0.90-1.00: Excellent discrimination
0.80-0.90: Good discrimination
0.70-0.80: Fair discrimination
0.60-0.70: Poor discrimination
0.50-0.60: Failure (barely better than random)

However, these thresholds aren’t universal. In medical diagnostics, you might need AUC > 0.95, while in marketing applications, 0.75 might be acceptable.

For imbalanced datasets, compare AUC-ROC with precision-recall curves:

from sklearn.metrics import precision_recall_curve, average_precision_score
from sklearn.datasets import make_classification

# Create imbalanced dataset
X, y = make_classification(n_samples=1000, n_classes=2, weights=[0.9, 0.1],
                          n_features=20, random_state=42)

X_train, X_test, y_train, y_test = train_test_split(X, y, test_size=0.3)

# Train model
model = LogisticRegression()
model.fit(X_train, y_train)
y_scores = model.predict_proba(X_test)[:, 1]

# Calculate both metrics
roc_auc = roc_auc_score(y_test, y_scores)
avg_precision = average_precision_score(y_test, y_scores)

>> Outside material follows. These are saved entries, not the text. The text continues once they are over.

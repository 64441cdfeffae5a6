/*
 * Copyright (c):
 * 2025 zephyrj
 * zephyrj@protonmail.com
 *
 * This file is part of reduction-drive.
 *
 * reduction-drive is free software: you can redistribute it and/or modify
 * it under the terms of the GNU General Public License as published by
 * the Free Software Foundation, either version 3 of the License, or
 * (at your option) any later version.
 *
 * reduction-drive is distributed in the hope that it will be useful,
 * but WITHOUT ANY WARRANTY; without even the implied warranty of
 * MERCHANTABILITY or FITNESS FOR A PARTICULAR PURPOSE.  See the
 * GNU General Public License for more details.
 *
 * You should have received a copy of the GNU General Public License
 * along with reduction-drive. If not, see <https://www.gnu.org/licenses/>.
 */

use std::fs::File;
use std::io::BufReader;
use std::path::Path;

use serde::{Deserialize, Serialize};

use crate::curve::TorqueCurve;
use crate::error::{Error, Result};
use crate::traits::{ScaleProvider, WheelPart};

#[derive(Debug, Clone, PartialEq, Serialize, Deserialize)]
pub struct WheelMotor {
    pub torque_curve: TorqueCurve,
    pub max_torque: f64,
    pub wheel_speed_max: f64,
}

#[derive(Debug, Clone, PartialEq, Serialize, Deserialize)]
pub struct WheelDamage {
    pub impact_tolerance: f64,
    pub stress_tolerance: f64,
}

/// Read-once snapshot of the unscaled part definition. Never mutated after
/// it has been taken.
#[derive(Debug, Clone, PartialEq, Serialize, Deserialize)]
pub struct ReferenceProfile {
    pub motor: Option<WheelMotor>,
    pub damage: Option<WheelDamage>,
    pub base_mass: f64,
}

impl ReferenceProfile {
    pub fn snapshot_of(part: &dyn WheelPart) -> ReferenceProfile {
        ReferenceProfile {
            motor: part.motor().cloned(),
            damage: part.damage().cloned(),
            base_mass: part.mass(),
        }
    }

    pub fn load_from_path(path: &Path) -> Result<ReferenceProfile> {
        let file = File::open(path)?;
        serde_json::from_reader(BufReader::new(file)).map_err(|e| {
            Error::FailedToLoad(path.display().to_string(), e.to_string())
        })
    }
}

/// Part instance that owns its sub-modules rather than living inside a host.
#[derive(Debug, Clone, Default)]
pub struct StandalonePart {
    pub motor: Option<WheelMotor>,
    pub damage: Option<WheelDamage>,
    pub mass: f64,
    pub scale: Option<FixedScale>,
}

impl StandalonePart {
    pub fn from_profile(profile: &ReferenceProfile) -> StandalonePart {
        StandalonePart {
            motor: profile.motor.clone(),
            damage: profile.damage.clone(),
            mass: profile.base_mass,
            scale: None,
        }
    }
}

impl WheelPart for StandalonePart {
    fn motor(&self) -> Option<&WheelMotor> {
        self.motor.as_ref()
    }
    fn mut_motor(&mut self) -> Option<&mut WheelMotor> {
        self.motor.as_mut()
    }
    fn damage(&self) -> Option<&WheelDamage> {
        self.damage.as_ref()
    }
    fn mut_damage(&mut self) -> Option<&mut WheelDamage> {
        self.damage.as_mut()
    }
    fn scale_provider(&self) -> Option<&dyn ScaleProvider> {
        self.scale.as_ref().map(|s| s as &dyn ScaleProvider)
    }
    fn mass(&self) -> f64 {
        self.mass
    }
}

/// Scale data held as plain fields, standing in for the host's rescale module.
#[derive(Debug, Clone, Copy, Default, PartialEq)]
pub struct FixedScale {
    pub current_scale: Option<f64>,
    pub default_scale: Option<f64>,
}

impl FixedScale {
    pub fn uniform(current: f64, default: f64) -> FixedScale {
        FixedScale {
            current_scale: Some(current),
            default_scale: Some(default),
        }
    }
}

impl ScaleProvider for FixedScale {
    fn current_scale(&self) -> Option<f64> {
        self.current_scale
    }
    fn default_scale(&self) -> Option<f64> {
        self.default_scale
    }
}
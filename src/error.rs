/*
 * Copyright (c):
 * 2025 zephyrj
 * zephyrj@protonmail.com
 *
 * This file is part of reduction-drive.
 *
 * reduction-drive is free software: you can redistribute it and/or modify
 * it under the terms of the GNU General Public License as published by
 * the Free Software Foundation, either version 3 of the License, or
 * (at your option) any later version.
 *
 * reduction-drive is distributed in the hope that it will be useful,
 * but WITHOUT ANY WARRANTY; without even the implied warranty of
 * MERCHANTABILITY or FITNESS FOR A PARTICULAR PURPOSE.  See the
 * GNU General Public License for more details.
 *
 * You should have received a copy of the GNU General Public License
 * along with reduction-drive. If not, see <https://www.gnu.org/licenses/>.
 */

use std::io;

pub type Result<T> = std::result::Result<T, Error>;

#[derive(thiserror::Error, Debug)]
pub enum Error {
    #[error("io error")]
    IoError(#[from] io::Error),
    #[error("json encoding error")]
    JsonError(#[from] serde_json::Error),
    #[error("invalid parameter `{0}`. `{1}`")]
    InvalidParameter(String, String),
    #[error("missing reference data `{0}`")]
    MissingReferenceData(String),
    #[error("failed to load `{0}`. `{1}`")]
    FailedToLoad(String, String),
}
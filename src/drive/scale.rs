/*
 * Copyright (c):
 * 2025 zephyrj
 * zephyrj@protonmail.com
 *
 * This file is part of reduction-drive.
 *
 * reduction-drive is free software: you can redistribute it and/or modify
 * it under the terms of the GNU General Public License as published by
 * the Free Software Foundation, either version 3 of the License, or
 * (at your option) any later version.
 *
 * reduction-drive is distributed in the hope that it will be useful,
 * but WITHOUT ANY WARRANTY; without even the implied warranty of
 * MERCHANTABILITY or FITNESS FOR A PARTICULAR PURPOSE.  See the
 * GNU General Public License for more details.
 *
 * You should have received a copy of the GNU General Public License
 * along with reduction-drive. If not, see <https://www.gnu.org/licenses/>.
 */

use tracing::debug;

use crate::traits::ScaleProvider;

/// Resolve the geometric scale ratio from the optional rescale collaborator.
/// Torque capacity scales with volume, so the linear scale ratio is cubed.
/// An absent provider, or one missing either value, resolves to a neutral 1.
pub fn geometric_scale_ratio(provider: Option<&dyn ScaleProvider>) -> f64 {
    let provider = match provider {
        None => return 1.0,
        Some(p) => p,
    };
    match (provider.current_scale(), provider.default_scale()) {
        (Some(current), Some(default)) => {
            let ratio = (current / default).powi(3);
            debug!("Found rescale data; current={}, default={}, scale ratio={}",
                   current, default, ratio);
            ratio
        }
        _ => 1.0,
    }
}

#[cfg(test)]
mod tests {
    use crate::drive::scale::geometric_scale_ratio;
    use crate::part::FixedScale;
    use crate::traits::ScaleProvider;

    #[test]
    fn absent_provider_is_neutral() {
        assert_eq!(geometric_scale_ratio(None), 1.0);
    }

    #[test]
    fn partial_scale_data_is_neutral() {
        let missing_default = FixedScale { current_scale: Some(2.0), default_scale: None };
        assert_eq!(geometric_scale_ratio(Some(&missing_default as &dyn ScaleProvider)), 1.0);

        let missing_current = FixedScale { current_scale: None, default_scale: Some(1.0) };
        assert_eq!(geometric_scale_ratio(Some(&missing_current as &dyn ScaleProvider)), 1.0);
    }

    #[test]
    fn scale_ratio_follows_cube_law() {
        let doubled = FixedScale::uniform(2.0, 1.0);
        assert_eq!(geometric_scale_ratio(Some(&doubled as &dyn ScaleProvider)), 8.0);

        let enlarged = FixedScale::uniform(1.5, 1.0);
        assert_eq!(geometric_scale_ratio(Some(&enlarged as &dyn ScaleProvider)), 3.375);

        let unscaled = FixedScale::uniform(1.25, 1.25);
        assert_eq!(geometric_scale_ratio(Some(&unscaled as &dyn ScaleProvider)), 1.0);
    }
}
/*
 * Copyright (c):
 * 2025 zephyrj
 * zephyrj@protonmail.com
 *
 * This file is part of reduction-drive.
 *
 * reduction-drive is free software: you can redistribute it and/or modify
 * it under the terms of the GNU General Public License as published by
 * the Free Software Foundation, either version 3 of the License, or
 * (at your option) any later version.
 *
 * reduction-drive is distributed in the hope that it will be useful,
 * but WITHOUT ANY WARRANTY; without even the implied warranty of
 * MERCHANTABILITY or FITNESS FOR A PARTICULAR PURPOSE.  See the
 * GNU General Public License for more details.
 *
 * You should have received a copy of the GNU General Public License
 * along with reduction-drive. If not, see <https://www.gnu.org/licenses/>.
 */

use std::path::PathBuf;

use reduction_drive::drive::params::PersistedFields;
use reduction_drive::drive::{ReductionDrive, RunContext, StagingContext};
use reduction_drive::part::{FixedScale, ReferenceProfile, StandalonePart};
use utils::numeric::format_ratio;

const USAGE: &str = "Usage: wheel-param-query <profile.json> [params.json] [current_scale default_scale]";

fn main() -> Result<(), Box<dyn std::error::Error>> {
    let subscriber = tracing_subscriber::fmt().compact().finish();
    if let Err(e) = tracing::subscriber::set_global_default(subscriber) {
        eprintln!("Failed to init logging. {}", e.to_string());
    }

    let mut args = std::env::args().skip(1);
    let profile_path = PathBuf::from(args.next().ok_or(USAGE)?);
    let profile = ReferenceProfile::load_from_path(&profile_path)?;

    let fields = match args.next() {
        Some(params_path) => {
            let bytes = std::fs::read(PathBuf::from(params_path))?;
            PersistedFields::from_json_bytes(&bytes)?
        }
        None => PersistedFields::default(),
    };

    let mut part = StandalonePart::from_profile(&profile);
    if let (Some(current), Some(default)) = (args.next(), args.next()) {
        part.scale = Some(FixedScale::uniform(current.parse()?, default.parse()?));
    }

    let mut drive = ReductionDrive::new(profile);
    drive.on_load(&fields, RunContext::Editor, &mut part)?;
    drive.log_state(&part);

    println!("reduction ratio: {}", format_ratio(drive.params().reduction_ratio));
    println!("endurance/mass:  {}", format_ratio(drive.params().endurance_mass_modifier));
    match part.motor.as_ref() {
        Some(motor) => {
            println!("max torque: {}", motor.max_torque);
            println!("max speed:  {}", motor.wheel_speed_max);
            println!("torque curve:");
            for (time, value) in motor.torque_curve.points() {
                println!("  {} -> {}", time, value);
            }
        }
        None => println!("no motor data in profile"),
    }
    match part.damage.as_ref() {
        Some(damage) => {
            println!("impact tolerance: {}", damage.impact_tolerance);
            println!("stress tolerance: {}", damage.stress_tolerance);
        }
        None => println!("no damage data in profile"),
    }
    println!("mass delta: {}", drive.module_mass_delta(part.mass, StagingContext::Current));
    Ok(())
}
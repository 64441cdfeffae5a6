/*
 * Copyright (c):
 * 2025 zephyrj
 * zephyrj@protonmail.com
 *
 * This file is part of reduction-drive.
 *
 * reduction-drive is free software: you can redistribute it and/or modify
 * it under the terms of the GNU General Public License as published by
 * the Free Software Foundation, either version 3 of the License, or
 * (at your option) any later version.
 *
 * reduction-drive is distributed in the hope that it will be useful,
 * but WITHOUT ANY WARRANTY; without even the implied warranty of
 * MERCHANTABILITY or FITNESS FOR A PARTICULAR PURPOSE.  See the
 * GNU General Public License for more details.
 *
 * You should have received a copy of the GNU General Public License
 * along with reduction-drive. If not, see <https://www.gnu.org/licenses/>.
 */

use crate::part::{WheelDamage, WheelMotor};

/// Live part instance as exposed by the host. A part may carry either,
/// both or neither of the motor and damage sub-modules.
pub trait WheelPart {
    fn motor(&self) -> Option<&WheelMotor>;
    fn mut_motor(&mut self) -> Option<&mut WheelMotor>;
    fn damage(&self) -> Option<&WheelDamage>;
    fn mut_damage(&mut self) -> Option<&mut WheelDamage>;
    fn scale_provider(&self) -> Option<&dyn ScaleProvider>;
    // current live mass, including any rescale already applied
    fn mass(&self) -> f64;
}

pub trait ScaleProvider {
    fn current_scale(&self) -> Option<f64>;
    fn default_scale(&self) -> Option<f64>;
}
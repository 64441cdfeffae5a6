/*
 * Copyright (c):
 * 2025 zephyrj
 * zephyrj@protonmail.com
 *
 * This file is part of reduction-drive.
 *
 * reduction-drive is free software: you can redistribute it and/or modify
 * it under the terms of the GNU General Public License as published by
 * the Free Software Foundation, either version 3 of the License, or
 * (at your option) any later version.
 *
 * reduction-drive is distributed in the hope that it will be useful,
 * but WITHOUT ANY WARRANTY; without even the implied warranty of
 * MERCHANTABILITY or FITNESS FOR A PARTICULAR PURPOSE.  See the
 * GNU General Public License for more details.
 *
 * You should have received a copy of the GNU General Public License
 * along with reduction-drive. If not, see <https://www.gnu.org/licenses/>.
 */

use std::path::PathBuf;

use reduction_drive::drive::transform::derive_torque_curve;
use reduction_drive::part::ReferenceProfile;
use utils::numeric::format_ratio;

const RATIO_SWEEP: [f64; 6] = [0.3, 0.5, 1.0, 1.5, 2.0, 3.0];

fn main() -> Result<(), Box<dyn std::error::Error>> {
    let subscriber = tracing_subscriber::fmt().compact().finish();
    if let Err(e) = tracing::subscriber::set_global_default(subscriber) {
        eprintln!("Failed to init logging. {}", e.to_string());
    }

    let mut args = std::env::args().skip(1);
    let profile_path = PathBuf::from(
        args.next().ok_or("Usage: torque-curve-dump <profile.json> [out_dir]")?);
    let out_dir = args.next().map(PathBuf::from);

    let profile = ReferenceProfile::load_from_path(&profile_path)?;
    let reference_motor = profile.motor.ok_or("no motor data in profile")?;

    println!("ratio\tmax torque\tmax speed");
    for ratio in RATIO_SWEEP {
        let derived = derive_torque_curve(&reference_motor, ratio, 1.0)?;
        println!("{}\t{}\t{}", format_ratio(ratio), derived.max_torque, derived.wheel_speed_max);
        if let Some(dir) = &out_dir {
            let lut_path = dir.join(format!("torque_{}.lut", format_ratio(ratio)));
            derived.torque_curve.write_lut_to_path(&lut_path)?;
            println!("wrote {}", lut_path.display());
        }
    }
    Ok(())
}
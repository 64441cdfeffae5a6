/*
 * Copyright (c):
 * 2025 zephyrj
 * zephyrj@protonmail.com
 *
 * This file is part of reduction-drive.
 *
 * reduction-drive is free software: you can redistribute it and/or modify
 * it under the terms of the GNU General Public License as published by
 * the Free Software Foundation, either version 3 of the License, or
 * (at your option) any later version.
 *
 * reduction-drive is distributed in the hope that it will be useful,
 * but WITHOUT ANY WARRANTY; without even the implied warranty of
 * MERCHANTABILITY or FITNESS FOR A PARTICULAR PURPOSE.  See the
 * GNU General Public License for more details.
 *
 * You should have received a copy of the GNU General Public License
 * along with reduction-drive. If not, see <https://www.gnu.org/licenses/>.
 */

use std::io;
use std::io::Cursor;
use std::path::Path;

use csv::Terminator;
use itertools::Itertools;
use serde::{Deserialize, Serialize};

/// Piecewise torque characteristic. Control points are
/// (speed fraction, torque value) pairs ordered by speed fraction.
#[derive(Debug, Clone, PartialEq, Serialize, Deserialize)]
pub struct TorqueCurve {
    points: Vec<(f64, f64)>
}

impl TorqueCurve {
    pub fn new(points: Vec<(f64, f64)>) -> TorqueCurve {
        TorqueCurve { points }
    }

    pub fn empty() -> TorqueCurve {
        TorqueCurve { points: Vec::new() }
    }

    pub fn from_lut_path(lut_path: &Path) -> Result<TorqueCurve, String> {
        let file = match std::fs::File::open(lut_path) {
            Ok(file) => { file }
            Err(e) => {
                return Err(format!("Failed to open {}: {}", lut_path.display(), e.to_string()));
            }
        };
        TorqueCurve::from_lut_reader(file)
    }

    pub fn from_lut_bytes(lut_bytes: &[u8]) -> Result<TorqueCurve, String> {
        TorqueCurve::from_lut_reader(Cursor::new(lut_bytes))
    }

    pub fn from_lut_reader<R: io::Read>(lut_reader: R) -> Result<TorqueCurve, String> {
        let mut points: Vec<(f64, f64)> = Vec::new();
        let mut rdr = csv::ReaderBuilder::new()
            .has_headers(false)
            .delimiter(b'|')
            .terminator(Terminator::CRLF)
            .comment(Some(b';'))
            .from_reader(lut_reader);
        for result in rdr.records() {
            match result {
                Ok(record) => {
                    let key = parse_curve_element(&record, 0)?;
                    let value = parse_curve_element(&record, 1)?;
                    points.push((key, value));
                },
                _ => {}
            }
        }
        let curve = TorqueCurve { points };
        if !curve.is_monotonic() {
            return Err(String::from("Curve keys are not monotonic in speed fraction"));
        }
        Ok(curve)
    }

    pub fn write_lut_to_path(&self, path: &Path) -> Result<(), String> {
        let mut writer = csv::WriterBuilder::new().has_headers(false).delimiter(b'|').from_path(path).map_err(
            |err| { format!("Couldn't write {}. {}", path.display(), err.to_string()) }
        )?;
        for (key, val) in &self.points {
            writer.write_record(&[key.to_string(), val.to_string()]).map_err(|err| {
                format!("Couldn't write {}. {}", path.display(), err.to_string())
            })?;
        }
        writer.flush().map_err(
            |err| { format!("Couldn't write {}. {}", path.display(), err.to_string()) }
        )?;
        Ok(())
    }

    pub fn to_lut_bytes(&self) -> Result<Vec<u8>, String> {
        let mut out: Vec<u8> = Vec::new();
        {
            let mut writer = csv::WriterBuilder::new().has_headers(false).delimiter(b'|').from_writer(&mut out);
            for (key, val) in &self.points {
                writer.write_record(&[key.to_string(), val.to_string()]).map_err(|err| {
                    format!("Couldn't write curve to buffer. {}", err.to_string())
                })?;
            }
        }
        Ok(out)
    }

    pub fn points(&self) -> &[(f64, f64)] {
        &self.points
    }

    pub fn num_points(&self) -> usize {
        self.points.len()
    }

    pub fn is_monotonic(&self) -> bool {
        self.points.iter().tuple_windows().all(|(a, b)| a.0 <= b.0)
    }

    pub fn max_value(&self) -> Option<f64> {
        self.points.iter().map(|(_, value)| *value).reduce(f64::max)
    }

    /// Sample the curve at `key` with linear interpolation between the two
    /// surrounding control points. Keys outside the covered range return None.
    pub fn value_at(&self, key: f64) -> Option<f64> {
        if self.points.is_empty() || key.is_nan() {
            return None;
        }
        if key < self.points[0].0 || key > self.points[self.points.len() - 1].0 {
            return None;
        }
        let idx = self.points.partition_point(|(k, _)| *k < key);
        if idx < self.points.len() && self.points[idx].0 == key {
            return Some(self.points[idx].1);
        }
        let (k1, v1) = self.points[idx - 1];
        let (k2, v2) = self.points[idx];
        let fraction = (key - k1) / (k2 - k1);
        Some(v1 + fraction * (v2 - v1))
    }
}

fn parse_curve_element(record: &csv::StringRecord, index: usize) -> Result<f64, String> {
    let record_opt = record.get(index);
    if record_opt.is_none() {
        return Err(format!("Cannot access index {} of curve record", index));
    }
    match record_opt.unwrap().trim().parse::<f64>() {
        Ok(v) => { Ok(v) },
        Err(e) => {
            let mut err_str = String::from("Invalid curve data");
            if let Some(pos) = record.position() {
                err_str.push_str(&format!(" at line {}", pos.line()));
            }
            Err(format!("{}. {:?}", err_str, e))
        }
    }
}

#[cfg(test)]
mod tests {
    use crate::curve::TorqueCurve;

    const WHEEL_TORQUE_LUT: &'static str = "; speed fraction|torque\n0|100\n0.5|80\n1|50\n";

    #[test]
    fn load_curve_from_lut() {
        let curve = TorqueCurve::from_lut_bytes(WHEEL_TORQUE_LUT.as_bytes()).unwrap();
        assert_eq!(curve.points(), &[(0.0, 100.0), (0.5, 80.0), (1.0, 50.0)]);
        assert_eq!(curve.num_points(), 3);
        assert!(curve.is_monotonic());
    }

    #[test]
    fn load_rejects_non_monotonic_curve() {
        let result = TorqueCurve::from_lut_bytes("1|50\n0|100\n".as_bytes());
        assert!(result.is_err());
    }

    #[test]
    fn load_rejects_bad_data() {
        let result = TorqueCurve::from_lut_bytes("0|fast\n".as_bytes());
        assert!(result.is_err());
    }

    #[test]
    fn max_value_scans_all_points() {
        let curve = TorqueCurve::new(vec![(0.0, 100.0), (0.5, 120.0), (1.0, 50.0)]);
        assert_eq!(curve.max_value(), Some(120.0));
        assert_eq!(TorqueCurve::empty().max_value(), None);
    }

    #[test]
    fn interpolator_test() {
        let curve = TorqueCurve::new(vec![
            (1.0, 2.0),
            (2.0, 4.0),
            (3.0, 6.0),
            (4.0, 8.0),
            (5.0, 10.0),
        ]);

        let test_keys =
            vec![0.5,  1.0,       1.5,       2.5,       3.5,       4.5,       5.0,        5.5];
        let expected_vals =
            vec![None, Some(2.0), Some(3.0), Some(5.0), Some(7.0), Some(9.0), Some(10.0), None];
        for (idx, key) in test_keys.iter().enumerate() {
            assert_eq!(curve.value_at(*key), expected_vals[idx]);
        }
    }

    #[test]
    fn degenerate_curves_are_valid() {
        let single = TorqueCurve::new(vec![(0.0, 100.0)]);
        assert_eq!(single.value_at(0.0), Some(100.0));
        assert_eq!(single.value_at(0.5), None);
        assert_eq!(TorqueCurve::empty().value_at(0.0), None);
    }

    #[test]
    fn curve_survives_lut_write() {
        let curve = TorqueCurve::new(vec![(0.0, 100.0), (0.5, 80.0)]);
        let bytes = curve.to_lut_bytes().unwrap();
        assert_eq!(TorqueCurve::from_lut_bytes(&bytes).unwrap(), curve);
    }
}
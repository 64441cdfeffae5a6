/*
 * Copyright (c):
 * 2025 zephyrj
 * zephyrj@protonmail.com
 *
 * This file is part of reduction-drive.
 *
 * reduction-drive is free software: you can redistribute it and/or modify
 * it under the terms of the GNU General Public License as published by
 * the Free Software Foundation, either version 3 of the License, or
 * (at your option) any later version.
 *
 * reduction-drive is distributed in the hope that it will be useful,
 * but WITHOUT ANY WARRANTY; without even the implied warranty of
 * MERCHANTABILITY or FITNESS FOR A PARTICULAR PURPOSE.  See the
 * GNU General Public License for more details.
 *
 * You should have received a copy of the GNU General Public License
 * along with reduction-drive. If not, see <https://www.gnu.org/licenses/>.
 */

pub mod numeric;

print(f"ROC-AUC: {roc_auc:.4f}")
print(f"Average Precision: {avg_precision:.4f}")

# Plot both curves
fig, (ax1, ax2) = plt.subplots(1, 2, figsize=(12, 5))

# ROC Curve
fpr, tpr, _ = roc_curve(y_test, y_scores)
ax1.plot(fpr, tpr, label=f'AUC = {roc_auc:.3f}')
ax1.plot([0, 1], [0, 1], 'k--')
ax1.set_xlabel('False Positive Rate')
ax1.set_ylabel('True Positive Rate')
ax1.set_title('ROC Curve (Imbalanced Data)')
ax1.legend()
ax1.grid(alpha=0.3)

# Precision-Recall Curve
precision, recall, _ = precision_recall_curve(y_test, y_scores)
ax2.plot(recall, precision, label=f'AP = {avg_precision:.3f}')
ax2.set_xlabel('Recall')
ax2.set_ylabel('Precision')
ax2.set_title('Precision-Recall Curve (Imbalanced Data)')
ax2.legend()
ax2.grid(alpha=0.3)

plt.tight_layout()
plt.show()

On imbalanced datasets, ROC-AUC can appear deceptively high because the large number of true negatives inflates the metric. Precision-recall curves focus on the positive class and provide a more realistic assessment.

Common pitfalls to avoid:

Using predictions instead of probabilities: Always use predict_proba(), not predict()
Ignoring class imbalance: Supplement with precision-recall analysis
Comparing AUC across different datasets: AUC is dataset-dependent
Treating AUC as the only metric: Combine with confusion matrices and domain-specific metrics

AUC-ROC remains a powerful tool for model evaluation, but use it as part of a comprehensive evaluation strategy, not as your sole decision criterion.